SPRINT algorithm frees all of memory restrictions in contrast with SLIQ algorithm. This is also fast and scalable and can be easily parallelized.

Original Call: Division(Training Dataset)

Prune step is done using SLIQ algorithm [7].

K-means Clustering Algorithm. K-means is an unsupervised learning algorithm classifies a given data set through a certain number of clusters (assume k clusters) fixed a priori. Different cluster positions will cause different outcomes. So we must define k centers, one per cluster which should be placed in a clever manner. So, placing them as far as possible from each other seems a better choice.
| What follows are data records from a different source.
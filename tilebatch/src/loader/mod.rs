//! Concurrent tile loading and batching.
//!
//! A fixed pool of worker threads drains a shared [`IntakeQueue`], reads the
//! pixels for each claimed tile and pushes [`TileBatch`]es onto a bounded
//! output queue. The queue is the only backpressure: once it holds
//! `num_workers × num_prefetch` batches, workers block until the consumer
//! catches up.
//!
//! ```text
//!                    ┌─────────────┐
//!                    │ IntakeQueue │  claim(batch_size)
//!                    └──────┬──────┘
//!            ┌──────────────┼──────────────┐
//!            ▼              ▼              ▼
//!      tile-loader-0  tile-loader-1  tile-loader-N
//!            │              │              │   blocking_send
//!            └──────────────┼──────────────┘
//!                           ▼
//!              bounded mpsc (capacity C) ──► next_batch().await
//! ```
//!
//! # Termination
//!
//! Each worker pushes exactly one sentinel batch once the intake is empty,
//! so a consumer that has seen `num_workers` sentinels knows every tile was
//! either delivered or dropped. A cancelled worker pushes nothing.

mod batch;
mod config;
mod error;
mod intake;
mod worker;

pub use batch::{TileBatch, TileInput};
pub use config::{
    LoaderConfig, LoaderConfigBuilder, DEFAULT_BATCH_SIZE, DEFAULT_NUM_PREFETCH,
    DEFAULT_NUM_WORKERS, DEFAULT_SHUTDOWN_CEILING, DEFAULT_TILE_SIZE,
};
pub use error::{LoaderConfigError, LoaderError};
pub use intake::IntakeQueue;
pub use worker::WorkerReport;

use std::sync::Arc;
use std::thread::{self, JoinHandle};
use std::time::Duration;

use tokio::sync::mpsc;
use tokio::time::Instant;
use tokio_util::sync::CancellationToken;
use tracing::{debug, info, warn};

use crate::region::RegionSource;
use crate::tile::TileDescriptor;
use worker::Worker;

/// How often shutdown checks whether workers have exited.
const SHUTDOWN_POLL_INTERVAL: Duration = Duration::from_millis(10);

/// Running loader: worker threads plus the receiving end of the batch queue.
///
/// Dropping the loader cancels its workers; use [`TileLoader::shutdown`] to
/// also wait for them and collect their reports.
pub struct TileLoader {
    receiver: mpsc::Receiver<TileBatch>,
    workers: Vec<JoinHandle<WorkerReport>>,
    intake: Arc<IntakeQueue>,
    num_workers: usize,
    capacity: usize,
    cancel: CancellationToken,
}

impl TileLoader {
    /// Fills the intake queue and starts the worker threads.
    ///
    /// Workers stop early when `cancel` (or the loader's own child token)
    /// is cancelled.
    pub fn start(
        descriptors: Vec<Arc<TileDescriptor>>,
        source: Arc<dyn RegionSource>,
        config: &LoaderConfig,
        cancel: &CancellationToken,
    ) -> Result<Self, LoaderError> {
        let intake = Arc::new(IntakeQueue::new(descriptors));
        let capacity = config.queue_capacity();
        let (sender, receiver) = mpsc::channel(capacity);
        let cancel = cancel.child_token();
        let reader = config.reader();

        let mut workers = Vec::with_capacity(config.num_workers());
        for index in 0..config.num_workers() {
            let worker = Worker {
                index,
                intake: Arc::clone(&intake),
                source: Arc::clone(&source),
                reader,
                batch_size: config.batch_size(),
                sender: sender.clone(),
                cancel: cancel.clone(),
            };

            let spawned = thread::Builder::new()
                .name(format!("tile-loader-{}", index))
                .spawn(move || worker.run());

            match spawned {
                Ok(handle) => workers.push(handle),
                Err(e) => {
                    cancel.cancel();
                    return Err(LoaderError::Spawn {
                        worker: index,
                        source: e,
                    });
                }
            }
        }

        info!(
            tiles = intake.total(),
            workers = config.num_workers(),
            batch_size = config.batch_size(),
            queue_capacity = capacity,
            "Tile loader started"
        );

        Ok(Self {
            receiver,
            workers,
            intake,
            num_workers: config.num_workers(),
            capacity,
            cancel,
        })
    }

    /// Number of workers requested, and so the number of sentinels to expect.
    pub fn num_workers(&self) -> usize {
        self.num_workers
    }

    /// Output queue capacity.
    pub fn queue_capacity(&self) -> usize {
        self.capacity
    }

    /// Batches currently waiting in the output queue.
    pub fn queued_batches(&self) -> usize {
        self.receiver.len()
    }

    /// Tiles not yet claimed by any worker.
    pub fn remaining_tiles(&self) -> usize {
        self.intake.remaining()
    }

    /// Total tiles handed to the loader.
    pub fn total_tiles(&self) -> usize {
        self.intake.total()
    }

    /// Waits for the next batch.
    ///
    /// Returns `None` once every worker has exited and the queue is empty.
    pub async fn next_batch(&mut self) -> Option<TileBatch> {
        self.receiver.recv().await
    }

    /// Stops the workers and waits up to `ceiling` for them to exit.
    ///
    /// The queue is closed first so workers blocked on a full queue wake up.
    /// Workers still running at the deadline are detached.
    pub async fn shutdown(mut self, ceiling: Duration) -> Vec<WorkerReport> {
        self.cancel.cancel();
        self.receiver.close();
        while self.receiver.try_recv().is_ok() {}

        let deadline = Instant::now() + ceiling;
        let mut pending = std::mem::take(&mut self.workers);
        let mut reports = Vec::with_capacity(pending.len());

        loop {
            let (finished, running): (Vec<_>, Vec<_>) =
                pending.into_iter().partition(|handle| handle.is_finished());

            for handle in finished {
                match handle.join() {
                    Ok(report) => reports.push(report),
                    Err(_) => warn!("Loader worker panicked"),
                }
            }

            pending = running;
            if pending.is_empty() {
                break;
            }
            if Instant::now() >= deadline {
                warn!(
                    stragglers = pending.len(),
                    ceiling_ms = ceiling.as_millis() as u64,
                    "Loader workers did not stop before shutdown ceiling, detaching"
                );
                break;
            }
            tokio::time::sleep(SHUTDOWN_POLL_INTERVAL).await;
        }

        reports.sort_by_key(|report| report.worker);
        for report in &reports {
            debug!(
                worker = report.worker,
                batches = report.batches,
                tiles_read = report.tiles_read,
                read_failures = report.read_failures,
                cancelled = report.cancelled,
                "Loader worker report"
            );
        }

        reports
    }
}

impl Drop for TileLoader {
    fn drop(&mut self) {
        self.cancel.cancel();
    }
}

impl std::fmt::Debug for TileLoader {
    fn fmt(&self, f: &mut std::fmt::Formatter<'_>) -> std::fmt::Result {
        f.debug_struct("TileLoader")
            .field("num_workers", &self.num_workers)
            .field("capacity", &self.capacity)
            .field("queued", &self.receiver.len())
            .field("remaining", &self.intake.remaining())
            .finish()
    }
}
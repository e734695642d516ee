//! TileBatch CLI - Command-line interface
//!
//! This binary provides a command-line interface to the TileBatch library:
//! tiling boundary polygons and planning inference runs for a model.

mod commands;
mod error;

use std::path::PathBuf;

use clap::{Parser, Subcommand};
use tilebatch::config::ConfigFile;
use tilebatch::logging::{init_logging, LoggingGuard};
use tracing::debug;

use commands::config::ConfigCommands;
use commands::plan::PlanArgs;
use commands::tile::TileArgs;
use error::CliError;

#[derive(Parser)]
#[command(name = "tilebatch")]
#[command(version = tilebatch::VERSION)]
#[command(about = "Polygon tiling and batched tile inference", long_about = None)]
struct Cli {
    /// Configuration file (default: <config dir>/tilebatch/config.ini)
    #[arg(long, global = true)]
    config: Option<PathBuf>,

    /// Disable the log file and console logging
    #[arg(long, global = true)]
    quiet: bool,

    #[command(subcommand)]
    command: Commands,
}

#[derive(Subcommand)]
enum Commands {
    /// Split a boundary polygon into tiles and print them as JSON
    Tile(TileArgs),

    /// Derive tiling and loader settings from a model configuration
    Plan(PlanArgs),

    /// Inspect configuration
    #[command(subcommand)]
    Config(ConfigCommands),
}

fn main() {
    let cli = Cli::parse();

    if let Err(e) = run(cli) {
        e.exit();
    }
}

fn run(cli: Cli) -> Result<(), CliError> {
    let config = match &cli.config {
        Some(path) => ConfigFile::load_from(path)?,
        None => ConfigFile::load()?,
    };

    let _guard = if cli.quiet {
        None
    } else {
        Some(start_logging(&config)?)
    };
    debug!(version = tilebatch::VERSION, "tilebatch starting");

    match &cli.command {
        Commands::Tile(args) => commands::tile::run(args, &config.tiling),
        Commands::Plan(args) => commands::plan::run(args, &config.pipeline),
        Commands::Config(command) => {
            commands::config::run(command, cli.config.as_deref(), &config);
            Ok(())
        }
    }
}

fn start_logging(config: &ConfigFile) -> Result<LoggingGuard, CliError> {
    let logging = &config.logging;
    init_logging(&logging.directory, &logging.file, &logging.level)
        .map_err(|e| CliError::LoggingInit(e.to_string()))
}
This algorithm tries to minimize “squared error function” given by:

$$ {\text{J}}\left( {\text{X}} \right) = \sum\limits_{{{\text{i}} = 1 \to {\text{S}}}} {\sum\limits_{{{\text{j}} = 1 \to {\text{Si}}}} {\left( {||{\text{w}}_{\text{i}} - x_{j} ||} \right)^{2} } } $$

where

“||w_i − x_j||”:: is the Euclidean distance between w_i and x_j.
“s_i”:: is the number of data points in ith cluster.
“s”:: is the number of cluster centers

Let W = {w₁, w₂, …, w_n} be the set of data points and X = {x₁, x₂, …, x_s} be the set of centers.

STEP 1: Randomly select “s” cluster centers.
STEP 2: Calculate the distance between each data point and cluster centers.
STEP 3: Assign the data point to the cluster center whose distance from the cluster center is minimum of all the cluster centers.
STEP 4: Recalculate the new cluster center using:

$$ {\text{x}}_{\text{i}} = \left( {1/{\text{s}}_{\text{i}} } \right)\sum\limits_{{{\text{j}} = 1 \to {\text{Si}}}} {{\text{w}}_{\text{j}} } $$

where “s_i” means the data points number in ith cluster.

STEP 5: Recalculate the distance between each data point and new obtained cluster centers.
STEP 6: If no data point was reassigned, then stop, otherwise repeat from STEP 3 [8, 9].

2.3 Advantages and Disadvantages of the Algorithms

Table 2 shows a comparative study about pros and cons of the above-mentioned algorithms.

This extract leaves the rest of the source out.